I just want to encourage you to accept who you are on the basis of what God says, that He loves you & wants a relationship with you, & not on the basis of what you feel your father thiks of you. I know parental approval is important to us, & should be there, but if not, defination of ourselves has to come from a healthy source. What better place than from our Creator!

6/19/07 7:44pm
I thought the same thing Ed did. Sharing your feelings with the world is helpful for people wanting to understand the lives of chronic pain sufferers, but I hope you're sharing some of this with your dad as well.

I think this is one of the common differences between men and women. When I visit my folks, mom will ask how I'm doing, dad will ask how work is going. Moms think with emotion, dads think with purpose. For one, happiness is success, and the other, it's a brilliant career. I'm sure his heart is in the right place, he's just out of his realm.

6/19/07 8:10pm

Hi everyone,
I'm glad that this Share Post has brought on some discussion and recommendations . :) Thank you to those of you who have replied.
You never know if someone out there might be dealing with the same issues.
As far as talking with my father, yes, I have shared these concerns with him. I do agree that men & women think differently, but I also believe that people do the best they can with the tools they have.. and he is doing the best he can.

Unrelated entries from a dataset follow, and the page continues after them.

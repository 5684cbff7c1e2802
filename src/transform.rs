//! Device/image coordinate mathematics.
//!
//! This module contains the pure math for converting between on-screen device
//! coordinates and original-image pixel coordinates under a scale factor and
//! pan offset, extracted for testability and reusability.

/// Minimum allowed scale factor.
pub const MIN_SCALE: f32 = 0.1;
/// Maximum allowed scale factor.
pub const MAX_SCALE: f32 = 10.0;

/// A position in device (widget) space.
#[derive(Debug, Clone, Copy, PartialEq)]
pub struct DevicePoint {
    pub x: f32,
    pub y: f32,
}

impl DevicePoint {
    pub fn new(x: f32, y: f32) -> Self {
        Self { x, y }
    }
}

/// Represents the pan/zoom transform of one view.
///
/// `to_device` and `to_image` are exact inverses of each other; annotation
/// coordinates are always stored in image space so they never depend on the
/// current scale.
#[derive(Debug, Clone, Copy, PartialEq)]
pub struct Transform {
    pub scale: f32,
    pub pan_x: f32,
    pub pan_y: f32,
}

impl Transform {
    /// Create a new transform with the given scale and pan.
    pub fn new(scale: f32, pan_x: f32, pan_y: f32) -> Self {
        Self {
            scale,
            pan_x,
            pan_y,
        }
    }

    /// Create an identity transform (scale=1, no pan).
    pub fn identity() -> Self {
        Self::new(1.0, 0.0, 0.0)
    }

    /// Map an image-space position to device space.
    pub fn to_device(&self, image_x: f32, image_y: f32) -> DevicePoint {
        DevicePoint::new(
            image_x * self.scale - self.pan_x,
            image_y * self.scale - self.pan_y,
        )
    }

    /// Map a device-space position back to image space.
    pub fn to_image(&self, device: DevicePoint) -> (f32, f32) {
        (
            (device.x + self.pan_x) / self.scale,
            (device.y + self.pan_y) / self.scale,
        )
    }

    /// Calculate zoom-to-cursor transformation.
    ///
    /// The image point under `anchor` before the zoom stays under `anchor`
    /// after it. The new scale is clamped to `[MIN_SCALE, MAX_SCALE]` rather
    /// than rejected, so there is no error path.
    pub fn zoom_at(&self, anchor: DevicePoint, factor: f32) -> Transform {
        let new_scale = (self.scale * factor).clamp(MIN_SCALE, MAX_SCALE);

        // Image-space point under the anchor (before zoom)
        let (img_x, img_y) = self.to_image(anchor);

        // New pan keeps that image point at the anchor position
        Transform {
            scale: new_scale,
            pan_x: img_x * new_scale - anchor.x,
            pan_y: img_y * new_scale - anchor.y,
        }
    }

    /// Apply a pan delta in device space.
    pub fn pan_by(&self, dx: f32, dy: f32) -> Transform {
        Transform {
            scale: self.scale,
            pan_x: self.pan_x + dx,
            pan_y: self.pan_y + dy,
        }
    }
}

impl Default for Transform {
    fn default() -> Self {
        Self::identity()
    }
}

I appreciate that and really appreciate what he does do, as I know his heart is in the right place.

However, this still doesn't stop me from knowing that he doesn't understand my illness.. and it doesn't stop me from working on defining success in my own way.
With this SharePost, I wanted to demonstrate that relationships and chronic illness are not easy; and you might not get what you need (or want) from people in your life.. you may just get what they are willing or are able to give.. and that is okay, too..
I appreciate everyone's insight, advice, and personal experience/stories. Thanks for sharing!!
:)
stacy
6/20/07 9:11pm

Stacy,


Again, great topic...as always! I can definitely relate to this. I have similar issues with my father...I don't think he understands my head/TMJ pain, or my ongoing lower body pain. It gets sooo frustrating at times...but I feel like it just takes too much energy, trying to make others understand. I have the same issue with my brother and sister...I have given up, trying to get them to understand. Fortunately, i have my husband and a small number of friends that actually believe me.


Hang in there...you are a strong woman...and I for one appreciate the work you do as a patient advocate!!! Thank you for all that you do for us!!!

 

-Meg

Anonymous
TARA
7/ 6/07 1:27pm

Stacey,



I can understand what you are going through with your dad because I am going through it with my husband. I try to celebrate small victories with him. This illness has really taxed our relationship very much! He pays for my meds by then threatens stop helping me get them. He doesnt understand that I need them for my life to be sucessful. I think it is even harder to get someone to understand my problem then for me to understand myself.


Stacey, Your articles have helped me very much and as a chronic pain patient I applaud all you do for us so pat yourself on the back you do deserve it.


Remeber we as people define what sucess is.